In some embodiments, the method further includes:

- in response to a sub-engine sending a data request to another sub-engine, subtracting a size of the data to be requested in the data request from the first counter in the sub-engine sending the data request, and adding the size of the data to be requested in the data request to the second counter in the another sub-engine receiving the data request, the size of the data to be requested in the data request is not greater than the size of the corresponding cache space.

In some embodiments, the method further includes:

- in response to outputting, by the another sub-engine receiving the data request, data to the sub-engine sending the data request according to the received data request, subtracting a size of the output data from the second counter in the another sub-engine receiving the data request; and
- in response to receiving, by the sub-engine sending the data request, the data output by the another sub-engine receiving the data request, processing the output data and adding the first counter in the sub-engine sending the data request with a size of the data processed.

In some embodiments, the method further includes:

- in response to a size of the first counter in the sub-engine sending the data request reaching a preset value, continuing to send data requests to other sub-engines.

In some embodiments, the sending a notification to the scheduler in response to an operating phase when the corresponding sub-engine executes the corresponding sub-task to be processed being the same as the start phase in the received task parameter further includes:

- saving, by the corresponding sub-engine, the start phase in the task parameter in a first preset register;
- outputting the current operating phase to a comparator in response to the corresponding sub-engine executing the corresponding sub-task to be processed;
- comparing, by the comparator, the current operating phase with the start phase in the preset register; and
- in response to the current operating phase being the same as the start phase in the preset register, issuing, by the comparator, the notification to the scheduler.

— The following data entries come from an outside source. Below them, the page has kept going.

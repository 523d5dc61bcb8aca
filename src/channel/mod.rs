//! Destination channels
//!
//! One channel per selected platform per session. A channel connects to
//! its relay, sends the stream key as the first frame, becomes ready and
//! then carries media until it is closed or fails. Channels fail
//! independently; a failing destination never affects its siblings.

pub mod config;
pub mod destination;
pub mod event;
pub mod state;

pub use config::{AckPolicy, ChannelConfig};
pub use destination::DestinationChannel;
pub use event::ChannelEvent;
pub use state::ChannelState;
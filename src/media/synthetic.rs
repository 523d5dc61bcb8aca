//! Built-in media devices
//!
//! - [`SyntheticDevice`]: a test pattern generator, useful for exercising
//!   relays without a camera
//! - [`ReaderDevice`]: chunks any `AsyncRead` (an encoder's stdout, a
//!   recorded file) at a fixed cadence

use std::sync::atomic::{AtomicUsize, Ordering};
use std::sync::{Arc, Mutex};
use std::time::Duration;

use async_trait::async_trait;
use bytes::{BufMut, Bytes, BytesMut};
use tokio::io::{AsyncRead, AsyncReadExt};
use tokio::time::{interval_at, Instant, Interval, MissedTickBehavior};

use crate::error::MediaError;

use super::source::{MediaDevice, MediaSource};
use super::DEFAULT_CHUNK_INTERVAL;

/// Bytes of sequence header at the start of each synthetic payload
const SEQUENCE_HEADER_SIZE: usize = 8;

/// Ticker that first fires one period after start, like a recorder
/// delivering its first timeslice.
fn chunk_ticker(period: Duration) -> Interval {
    let mut ticker = interval_at(Instant::now() + period, period);
    ticker.set_missed_tick_behavior(MissedTickBehavior::Delay);
    ticker
}

/// Generates numbered payloads at a fixed interval
///
/// Each payload starts with its sequence number (u64, big-endian) followed
/// by filler bytes, so a relay can tell chunks apart.
#[derive(Debug)]
pub struct SyntheticDevice {
    interval: Duration,
    chunk_size: usize,
    limit: Option<u64>,
    active: Arc<AtomicUsize>,
}

impl SyntheticDevice {
    /// Create a device producing `chunk_size`-byte payloads every `interval`
    pub fn new(interval: Duration, chunk_size: usize) -> Self {
        Self {
            interval,
            chunk_size: chunk_size.max(SEQUENCE_HEADER_SIZE),
            limit: None,
            active: Arc::new(AtomicUsize::new(0)),
        }
    }

    /// End each recording after `count` chunks
    pub fn limit(mut self, count: u64) -> Self {
        self.limit = Some(count);
        self
    }

    /// Number of recordings currently holding the device
    pub fn active_captures(&self) -> usize {
        self.active.load(Ordering::SeqCst)
    }
}

impl Default for SyntheticDevice {
    fn default() -> Self {
        Self::new(DEFAULT_CHUNK_INTERVAL, 1024)
    }
}

/// Read the sequence number embedded in a synthetic payload
pub fn sequence_of(payload: &[u8]) -> Option<u64> {
    let header: [u8; SEQUENCE_HEADER_SIZE] = payload.get(..SEQUENCE_HEADER_SIZE)?.try_into().ok()?;
    Some(u64::from_be_bytes(header))
}

#[async_trait]
impl MediaDevice for SyntheticDevice {
    async fn acquire(&self) -> Result<Box<dyn MediaSource>, MediaError> {
        self.active.fetch_add(1, Ordering::SeqCst);
        Ok(Box::new(SyntheticSource {
            ticker: chunk_ticker(self.interval),
            chunk_size: self.chunk_size,
            limit: self.limit,
            sequence: 0,
            active: Some(Arc::clone(&self.active)),
        }))
    }
}

struct SyntheticSource {
    ticker: Interval,
    chunk_size: usize,
    limit: Option<u64>,
    sequence: u64,
    active: Option<Arc<AtomicUsize>>,
}

#[async_trait]
impl MediaSource for SyntheticSource {
    async fn next_chunk(&mut self) -> Result<Option<Bytes>, MediaError> {
        if self.active.is_none() || self.limit.is_some_and(|limit| self.sequence >= limit) {
            return Ok(None);
        }

        self.ticker.tick().await;

        let mut buf = BytesMut::with_capacity(self.chunk_size);
        buf.put_u64(self.sequence);
        buf.put_bytes((self.sequence & 0xff) as u8, self.chunk_size - SEQUENCE_HEADER_SIZE);
        self.sequence += 1;

        Ok(Some(buf.freeze()))
    }

    fn release(&mut self) {
        if let Some(active) = self.active.take() {
            active.fetch_sub(1, Ordering::SeqCst);
        }
    }
}

/// Chunks an `AsyncRead` at a fixed cadence
///
/// On every tick, whatever is available (up to `max_chunk_size` bytes) is
/// read as one chunk. The reader can only be recorded once; acquiring the
/// device a second time fails.
pub struct ReaderDevice<R> {
    reader: Mutex<Option<R>>,
    interval: Duration,
    max_chunk_size: usize,
}

impl<R> ReaderDevice<R>
where
    R: AsyncRead + Send + Unpin + 'static,
{
    pub fn new(reader: R, interval: Duration, max_chunk_size: usize) -> Self {
        Self {
            reader: Mutex::new(Some(reader)),
            interval,
            max_chunk_size: max_chunk_size.max(1),
        }
    }
}

impl<R> std::fmt::Debug for ReaderDevice<R> {
    fn fmt(&self, f: &mut std::fmt::Formatter<'_>) -> std::fmt::Result {
        f.debug_struct("ReaderDevice")
            .field("interval", &self.interval)
            .field("max_chunk_size", &self.max_chunk_size)
            .finish_non_exhaustive()
    }
}

#[async_trait]
impl<R> MediaDevice for ReaderDevice<R>
where
    R: AsyncRead + Send + Unpin + 'static,
{
    async fn acquire(&self) -> Result<Box<dyn MediaSource>, MediaError> {
        let reader = self
            .reader
            .lock()
            .map_err(|_| MediaError::Unavailable("reader lock poisoned".into()))?
            .take()
            .ok_or_else(|| MediaError::Unavailable("reader already consumed".into()))?;

        Ok(Box::new(ReaderSource {
            reader: Some(reader),
            ticker: chunk_ticker(self.interval),
            tick_taken: false,
            buf: vec![0; self.max_chunk_size],
        }))
    }
}

struct ReaderSource<R> {
    reader: Option<R>,
    ticker: Interval,
    /// A tick was consumed by a read that has not completed yet
    tick_taken: bool,
    buf: Vec<u8>,
}

#[async_trait]
impl<R> MediaSource for ReaderSource<R>
where
    R: AsyncRead + Send + Unpin + 'static,
{
    async fn next_chunk(&mut self) -> Result<Option<Bytes>, MediaError> {
        let Some(reader) = self.reader.as_mut() else {
            return Ok(None);
        };

        // The pump may drop this future while the read is pending
        if !self.tick_taken {
            self.ticker.tick().await;
            self.tick_taken = true;
        }

        let n = reader
            .read(&mut self.buf)
            .await
            .map_err(|e| MediaError::Capture(e.to_string()))?;
        self.tick_taken = false;

        if n == 0 {
            return Ok(None);
        }

        Ok(Some(Bytes::copy_from_slice(&self.buf[..n])))
    }

    fn release(&mut self) {
        self.reader.take();
    }
}
//! Stream key management
//!
//! Keys live in an external key-management service. The [`StreamKeyStore`]
//! caches them for the duration of a session; the [`KeyApi`] trait is the
//! seam to the service, with [`HttpKeyApi`] as the production client.

pub mod api;
pub mod http;
pub mod store;

pub use api::{KeyApi, UserId};
pub use http::{HttpKeyApi, KeyApiConfig, DEFAULT_API_BASE_URL};
pub use store::{KeySnapshot, StreamKeyStore};
//! Multistream demo with local relays
//!
//! Run with: cargo run --example multistream [SECONDS]
//!
//! Starts one loopback relay per platform, then streams a synthetic test
//! pattern to all of them for SECONDS (default 5) or until Ctrl+C. Each
//! relay prints what it receives; session statistics are printed as JSON
//! when the session stops.
//!
//! The Twitch relay refuses to acknowledge keys, so its channel is
//! promoted to ready by the ack timeout. The Facebook relay hangs up after
//! two seconds to show that a failing destination does not disturb the
//! others, and that the retry policy reconnects it.
//!
//! Set RUST_LOG=multistream=trace to see every chunk.

use std::collections::HashMap;
use std::sync::Arc;
use std::time::Duration;

use futures::{SinkExt, StreamExt};
use tokio::net::TcpListener;
use tokio_util::codec::Framed;

use multistream::media::synthetic::sequence_of;
use multistream::relay::{ClientMessage, ServerCodec, ServerMessage};
use multistream::{
    AckPolicy, ChannelConfig, Endpoint, FanoutSession, HttpKeyApi, Platform, RetryPolicy,
    SessionConfig, SessionEvent, StreamKey, StreamKeyStore, SyntheticDevice, TcpTransport,
};

/// How a demo relay treats its clients
#[derive(Clone, Copy)]
struct RelayOptions {
    ack: bool,
    hang_up_after: Option<Duration>,
}

async fn spawn_relay(platform: Platform, options: RelayOptions) -> std::io::Result<Endpoint> {
    let listener = TcpListener::bind("127.0.0.1:0").await?;
    let port = listener.local_addr()?.port();

    tokio::spawn(async move {
        while let Ok((socket, peer)) = listener.accept().await {
            println!("[{platform} relay] Connection from {peer}");
            tokio::spawn(serve(platform, options, Framed::new(socket, ServerCodec::new())));
        }
    });

    Ok(Endpoint::new("127.0.0.1", port))
}

async fn serve(
    platform: Platform,
    options: RelayOptions,
    mut framed: Framed<tokio::net::TcpStream, ServerCodec>,
) {
    let hang_up = async {
        match options.hang_up_after {
            Some(after) => tokio::time::sleep(after).await,
            None => std::future::pending().await,
        }
    };
    tokio::pin!(hang_up);

    let mut chunks = 0u64;
    loop {
        tokio::select! {
            _ = &mut hang_up => {
                println!("[{platform} relay] Hanging up after {chunks} chunks");
                return;
            }
            frame = framed.next() => match frame {
                Some(Ok(ClientMessage::SendKey(key))) => {
                    println!("[{platform} relay] Key {key} -> {}", platform.rtmp_base_url());
                    if options.ack {
                        let _ = framed.send(ServerMessage::KeyAck).await;
                    }
                }
                Some(Ok(ClientMessage::BinaryStream(payload))) => {
                    chunks += 1;
                    if chunks % 40 == 1 {
                        println!(
                            "[{platform} relay] Chunk #{} ({} bytes)",
                            sequence_of(&payload).unwrap_or_default(),
                            payload.len()
                        );
                    }
                }
                Some(Err(e)) => {
                    println!("[{platform} relay] Protocol error: {e}");
                    return;
                }
                None => {
                    println!("[{platform} relay] Client left after {chunks} chunks");
                    return;
                }
            },
        }
    }
}

#[tokio::main]
async fn main() -> Result<(), Box<dyn std::error::Error>> {
    let seconds: u64 = match std::env::args().nth(1) {
        Some(arg) => arg.parse().map_err(|_| format!("Invalid duration: '{arg}'"))?,
        None => 5,
    };

    // Initialize logging
    tracing_subscriber::fmt()
        .with_env_filter(
            tracing_subscriber::EnvFilter::from_default_env()
                .add_directive("multistream=info".parse()?),
        )
        .init();

    let relays = [
        (Platform::YouTube, RelayOptions { ack: true, hang_up_after: None }),
        (Platform::Twitch, RelayOptions { ack: false, hang_up_after: None }),
        (
            Platform::Facebook,
            RelayOptions {
                ack: true,
                hang_up_after: Some(Duration::from_secs(2)),
            },
        ),
    ];

    let mut config = SessionConfig::default()
        .channel(ChannelConfig::default().ack_policy(AckPolicy::AwaitAck {
            timeout: Duration::from_millis(250),
        }))
        .retry(RetryPolicy::exponential(3));
    for (platform, options) in relays {
        config = config.endpoint(platform, spawn_relay(platform, options).await?);
    }

    // Keys would normally come from StreamKeyStore::refresh
    let keys = HashMap::from([
        (Platform::YouTube, StreamKey::new("abcd-efgh-ijkl-mnop-qrst")),
        (Platform::Twitch, StreamKey::new("live_123456789_abcdefghijklmnop")),
        (Platform::Facebook, StreamKey::new("FB-1234567890-ABCDEFGHIJKLMNOPQRSTU")),
    ]);
    let store = StreamKeyStore::with_keys(Arc::new(HttpKeyApi::new()?), keys);

    let session = FanoutSession::with_config(
        Arc::new(store),
        Arc::new(SyntheticDevice::default()),
        Arc::new(TcpTransport::new()),
        config,
    );

    let mut events = session.subscribe();
    tokio::spawn(async move {
        while let Ok(event) = events.recv().await {
            match event {
                SessionEvent::Channel(e) => match e.error {
                    Some(error) => println!("{}: {} -> {} ({error})", e.platform, e.from, e.to),
                    None => println!("{}: {} -> {}", e.platform, e.from, e.to),
                },
                SessionEvent::Reconnecting { platform, attempt, delay } => {
                    println!("{platform}: reconnect #{attempt} in {delay:?}");
                }
                other => println!("{other:?}"),
            }
        }
    });

    for (platform, check) in session.check_relays().await {
        match check.result {
            Ok(elapsed) => println!("{platform} relay at {} reachable in {elapsed:?}", check.endpoint),
            Err(e) => println!("{platform} relay at {} unreachable: {e}", check.endpoint),
        }
    }

    session.start(Platform::ALL).await?;
    println!("Live on {} platforms for {seconds}s (Ctrl+C to stop early)", Platform::ALL.len());

    tokio::select! {
        _ = tokio::time::sleep(Duration::from_secs(seconds)) => {}
        _ = tokio::signal::ctrl_c() => println!("Interrupted"),
    }

    let stats = session.stats().await;
    session.stop().await;

    println!("{}", serde_json::to_string_pretty(&stats)?);
    Ok(())
}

In some embodiments, the issuing, by the comparator, the notification to the scheduler further includes:

- writing, by the comparator, a preset content into a second preset register; and
- in response to the scheduler detecting a writing-in action, acquiring the content in the second preset register and determining, based on the content in the second preset register, whether to return to the step of sending, by a scheduler, the task parameter of a sub-task to be processed in the sub-task list to a corresponding sub-engine, and then sending the task parameter of a next sub-task to be processed to the corresponding sub-engine.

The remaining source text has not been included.